Zochtchenko n'est pas l'écrivain de longues sagas s'étalant sur plusieurs générations et défiant la patience du lecteur tout au long de ses 7 ou 800 pages. Il s'est fait connaitre au début de la révolution bolchévique par de courtes nouvelles satiriques dont l'essentiel est le style du parler populaire, un langage fait de « phrases courtes et accessibles aux pauvres ». Depuis longtemps, il traine un projet de mémoires et a accumulé dix ans d'archives lorsque la seconde guerre mondiale éclate en Russie, le contraignant à fuir St Petersbourg pour Alma-Ata, emportant avec lui ses kilos d'archives. Là, un matin de 1942, il décide qu'attendre la fin de la guerre n'a pas de sens et qu'il va s'y mettre, en appliquant d'emblée la formule qui lui a tant réussie dans son oeuvre de romancier : on aura donc, en guise de mémoires, une série de vignettes ne dépassant généralement pas une ou deux pages, d'événements qui l'ont marqué et ont laissé trace dans son cerveau, son âme et son corps comme autant de petites madeleines… C'est que le but avoué de cette introspection est de comprendre d'où vient la mélancolie, les états neurasthéniques qu'il traine depuis toujours.

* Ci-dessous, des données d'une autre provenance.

//! # Shellblock MCP Server
//!
//! Model Context Protocol server that lets AI agents drive interactive zsh
//! sessions and read their output as command and output blocks.
//!
//! ## Overview
//!
//! This server provides MCP tools for:
//! - Session management (create, list, label, delete)
//! - Command execution (execute, run and wait)
//! - Interaction with running commands (send keys, enter root password)
//! - Reading output (read blocks, snapshot)
//!
//! ## Architecture
//!
//! This is Layer 1 - the main MCP server binary that ties together:
//! - shellblock-core: Core types and configuration
//! - shellblock-engine: Marker codec and block segmentation
//! - shellblock-session: Shell processes and the session registry

use std::path::PathBuf;
use std::sync::Arc;

use anyhow::{bail, Context};
use rmcp::{transport::stdio, ServiceExt};
use shellblock_core::ServerConfig;
use shellblock_mcp::ShellblockServer;
use shellblock_session::{Credential, SessionRegistry};

const PASSWORD_ENV: &str = "SHELLBLOCK_ROOT_PASSWORD";

const USAGE: &str = "\
Usage: shellblock-mcp [OPTIONS]

Options:
  --config <PATH>          Load configuration from a YAML file
  --root-password <PASS>   Password for elevated sessions (or set SHELLBLOCK_ROOT_PASSWORD)
  --shell <PROGRAM>        Shell program to run (default: zsh)
  -h, --help               Print this help";

/// Command line options.
#[derive(Debug, Default, PartialEq, Eq)]
struct CliArgs {
    config: Option<PathBuf>,
    root_password: Option<String>,
    shell: Option<String>,
    help: bool,
}

impl CliArgs {
    fn parse<I: IntoIterator<Item = String>>(args: I) -> anyhow::Result<Self> {
        let mut parsed = Self::default();
        let mut args = args.into_iter();
        while let Some(arg) = args.next() {
            let (flag, inline) = match arg.split_once('=') {
                Some((flag, value)) if flag.starts_with("--") => {
                    (flag.to_string(), Some(value.to_string()))
                }
                _ => (arg.clone(), None),
            };
            let mut value = || {
                inline
                    .clone()
                    .or_else(|| args.next())
                    .with_context(|| format!("{flag} requires a value"))
            };
            match flag.as_str() {
                "--config" => parsed.config = Some(PathBuf::from(value()?)),
                "--root-password" => parsed.root_password = Some(value()?),
                "--shell" => parsed.shell = Some(value()?),
                "-h" | "--help" => parsed.help = true,
                other => bail!("Unknown argument: {other}\n\n{USAGE}"),
            }
        }
        Ok(parsed)
    }
}

fn load_config(args: &CliArgs) -> anyhow::Result<ServerConfig> {
    let mut config = match &args.config {
        Some(path) => ServerConfig::from_file(path)
            .with_context(|| format!("Failed to load config from {}", path.display()))?,
        None => ServerConfig::default(),
    };
    if let Some(shell) = &args.shell {
        config.shell.program = shell.clone();
    }
    config.validate().context("Invalid configuration")?;
    if config.server.transport != "stdio" {
        bail!(
            "Unsupported transport '{}': only stdio is available",
            config.server.transport
        );
    }
    Ok(config)
}

#[tokio::main]
async fn main() -> anyhow::Result<()> {
    // Parse command line arguments
    let args = CliArgs::parse(std::env::args().skip(1))?;
    if args.help {
        println!("{USAGE}");
        return Ok(());
    }
    let config = load_config(&args)?;

    // Initialize logging. Stdout carries the protocol, so logs go to stderr.
    tracing_subscriber::fmt()
        .with_env_filter(
            tracing_subscriber::EnvFilter::try_from_default_env()
                .unwrap_or_else(|_| tracing_subscriber::EnvFilter::new(&config.server.log_level)),
        )
        .with_writer(std::io::stderr)
        .init();

    tracing::info!(
        "Shellblock MCP Server v{} starting (shell: {}, max sessions: {})",
        env!("CARGO_PKG_VERSION"),
        config.shell.program,
        config.server.max_sessions
    );

    let credential = args
        .root_password
        .or_else(|| std::env::var(PASSWORD_ENV).ok())
        .filter(|password| !password.is_empty())
        .map(Credential::new);
    if credential.is_none() {
        tracing::info!("No root password configured; elevated sessions are disabled");
    }

    let registry = Arc::new(SessionRegistry::new(config, credential));
    let server = ShellblockServer::new(registry.clone());

    tracing::info!("Server initialized, starting stdio transport...");

    // Serve the MCP server over stdio
    let service = server.serve(stdio()).await.map_err(|e| {
        tracing::error!("Error starting server: {}", e);
        e
    })?;

    tracing::info!("Shellblock MCP Server running on stdio");

    tokio::select! {
        result = service.waiting() => {
            result?;
        }
        _ = tokio::signal::ctrl_c() => {
            tracing::info!("Interrupted");
        }
    }

    tracing::info!("Shellblock MCP Server shutting down");
    registry.terminate_all();

    Ok(())
}
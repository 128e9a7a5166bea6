//! Plain-text extraction from raw terminal bytes.
//!
//! This is not screen emulation: there is no cursor addressing and no grid.
//! Escape sequences are parsed with `vte` and dropped; what is left is the
//! text an agent wants to read.

use vte::{Params, Perform};

/// Strip escape sequences and apply the few control characters that matter
/// for reading output: newline, tab, backspace and carriage return.
///
/// A carriage return not followed by a newline restarts the line, so
/// progress bars collapse to their final state.
pub fn plain_text(bytes: &[u8]) -> String {
    let mut extractor = TextExtractor::default();
    let mut parser = vte::Parser::new();
    for byte in bytes {
        parser.advance(&mut extractor, *byte);
    }
    extractor.into_string()
}

/// Bytes as text without any processing; invalid UTF-8 is replaced.
pub fn raw_text(bytes: &[u8]) -> String {
    String::from_utf8_lossy(bytes).into_owned()
}

#[derive(Debug, Default)]
struct TextExtractor {
    done: String,
    line: Vec<char>,
    carriage_return: bool,
}

impl TextExtractor {
    fn restart_line_if_pending(&mut self) {
        if self.carriage_return {
            self.line.clear();
            self.carriage_return = false;
        }
    }

    fn into_string(mut self) -> String {
        self.done.extend(self.line.drain(..));
        self.done
    }
}

impl Perform for TextExtractor {
    fn print(&mut self, c: char) {
        self.restart_line_if_pending();
        self.line.push(c);
    }

    fn execute(&mut self, byte: u8) {
        match byte {
            // LF
            0x0A => {
                self.carriage_return = false;
                self.done.extend(self.line.drain(..));
                self.done.push('\n');
            }
            // CR
            0x0D => self.carriage_return = true,
            // HT
            0x09 => {
                self.restart_line_if_pending();
                self.line.push('\t');
            }
            // BS
            0x08 => {
                if !self.carriage_return {
                    self.line.pop();
                }
            }
            _ => {}
        }
    }

    fn hook(&mut self, _params: &Params, _intermediates: &[u8], _ignore: bool, _c: char) {}

    fn put(&mut self, _byte: u8) {}

    fn unhook(&mut self) {}

    fn osc_dispatch(&mut self, _params: &[&[u8]], _bell_terminated: bool) {}

    fn csi_dispatch(&mut self, _params: &Params, _intermediates: &[u8], _ignore: bool, _c: char) {
    }

    fn esc_dispatch(&mut self, _intermediates: &[u8], _ignore: bool, _byte: u8) {}
}

#[cfg(test)]
mod tests {
    use super::*;

    #[test]
    fn test_plain_lines() {
        assert_eq!(plain_text(b"a\r\nb\r\n"), "a\nb\n");
        assert_eq!(plain_text(b"no newline"), "no newline");
    }

    #[test]
    fn test_strips_sgr_and_osc() {
        assert_eq!(
            plain_text(b"\x1b[1;31merror\x1b[0m: bad\r\n"),
            "error: bad\n"
        );
        assert_eq!(plain_text(b"\x1b]0;title\x07text"), "text");
    }

    #[test]
    fn test_carriage_return_restarts_line() {
        assert_eq!(plain_text(b"10%\r50%\r100%\r\ndone\n"), "100%\ndone\n");
        assert_eq!(plain_text(b"trailing\r"), "trailing");
    }

    #[test]
    fn test_backspace_and_tab() {
        assert_eq!(plain_text(b"abx\x08c"), "abc");
        assert_eq!(plain_text(b"a\tb"), "a\tb");
    }

    #[test]
    fn test_utf8_passthrough() {
        assert_eq!(plain_text("héllo ✓\n".as_bytes()), "héllo ✓\n");
    }

    #[test]
    fn test_raw_text_is_lossy() {
        assert_eq!(raw_text(b"ok\xff"), "ok\u{fffd}");
    }
}
//! Shellblock MCP Server Library
//!
//! This library contains the MCP protocol layer: tool parameter types and
//! the server that routes tool calls to the session registry.
//! The actual server binary is in main.rs.

pub mod protocol;
pub mod tools;

// Re-export commonly used types
pub use protocol::ShellblockServer;
pub use tools::*;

Evidemment, on n'aura aucune réponse, simplement un livre à nul autre pareil dont le moins extraordinaire n'est pas sa structure à rebrousse-temps : ne trouvant pas de réponse dans les souvenirs de son adolescence ni de sa jeunesse (partie 1), il va se plonger dans les souvenirs de petite enfance (partie 2 de 5 à 15 ans) pour finir, là encore en l'absence de réponse, par la tranche 2 à 5 ans de la partie 3, nous délivrant ses vignettes comme une biographie à l'envers, une espèce d'homme qui rétrécit au quel ne manque que les « souvenirs d'un foetus » pour boucler l'affaire.
Le dernier chapitre tente une conclusion rationnelle et déductive de l'étude qui précède, à l'aune des expériences de Pavlov mélangées avec le traumatisme originel de l'accouchement (lever de soleil du titre). Tout cela m'a paru moins réussi que les étapes elles-mêmes des vignettes/souvenirs qui précèdent et l'état dépressif de l'auteur devient une peur de l'eau sans qu'on sache vraiment si on parle toujours de la même chose.
Au final, Zochtchenko nous assure en conclusion que ce ne sont que « les premiers pas à la recherche de l'événement fatal », laissant augurer une suite à ces questions existentielles dont tout le monde sait qu'elles sont sans fin…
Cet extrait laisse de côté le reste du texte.